■ Task directions ■
The lines from the start of the records through the one containing "departing side |" are to be restated word for word; please include both ends.

(Stored data)
========

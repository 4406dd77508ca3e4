//! # CL-04 Subscription Inheritance
//!
//! Decides who inherits premium entitlement inside a pair and keeps the
//! subscription fields consistent on link, unlink, purchase change and repair.
//!
//! **Subsystem ID:** 4
//! **Architecture:** Hexagonal (DDD + Ports/Adapters)
//!
//! ## Rules
//!
//! | Rule | Description |
//! |------|-------------|
//! | Direct source only | Entitlement flows from a `direct` account to its partner, never from an `inherited` one |
//! | One beneficiary | A `direct` account shares with at most one account, tracked by an `InheritanceGrant` keyed by source |
//! | Targeted release | Unlink strips entitlement only from an account inheriting from the departing side |
//! | Direct untouched | Partner-state changes never modify a `direct` entitlement |
//!
//! ## Re-derivation
//!
//! ```text
//! a direct               → a stays direct
//! a not direct, b direct → a inherits from b
//! neither direct         → a none
//! ```
//!
//! The resolver is the only writer of `subscription_type` and
//! `subscription_source_account_id`. It mutates the accounts handed to it
//! inside the caller's transaction and writes grant documents itself; the
//! caller persists the accounts.

#![warn(missing_docs)]
#![warn(clippy::all)]
#![cfg_attr(test, allow(clippy::unwrap_used))]

pub mod adapters;
pub mod domain;
pub mod ports;
pub mod service;

pub use adapters::StaticEntitlementVerifier;
pub use domain::{derive_pair, EntitlementTarget, InheritanceError, PairOutcome, SyncOutcome};
pub use ports::{EntitlementVerifier, VerifierError};
pub use service::{EntitlementSync, SubscriptionInheritanceResolver};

========

■ Answer section ■
repository 4406dd77508ca3e4
//! # CL-04 Subscription Inheritance
//!
//! Decides who inherits premium entitlement inside a pair and keeps the
//! subscription fields consistent on link, unlink, purchase change and repair.
//!
//! **Subsystem ID:** 4
//! **Architecture:** Hexagonal (DDD + Ports/Adapters)
//!
//! ## Rules
//!
//! | Rule | Description |
//! |------|-------------|
//! | Direct source only | Entitlement flows from a `direct` account to its partner, never from an `inherited` one |
//! | One beneficiary | A `direct` account shares with at most one account, tracked by an `InheritanceGrant` keyed by source |
//! | Targeted release | Unlink strips entitlement only from an account inheriting from the departing side |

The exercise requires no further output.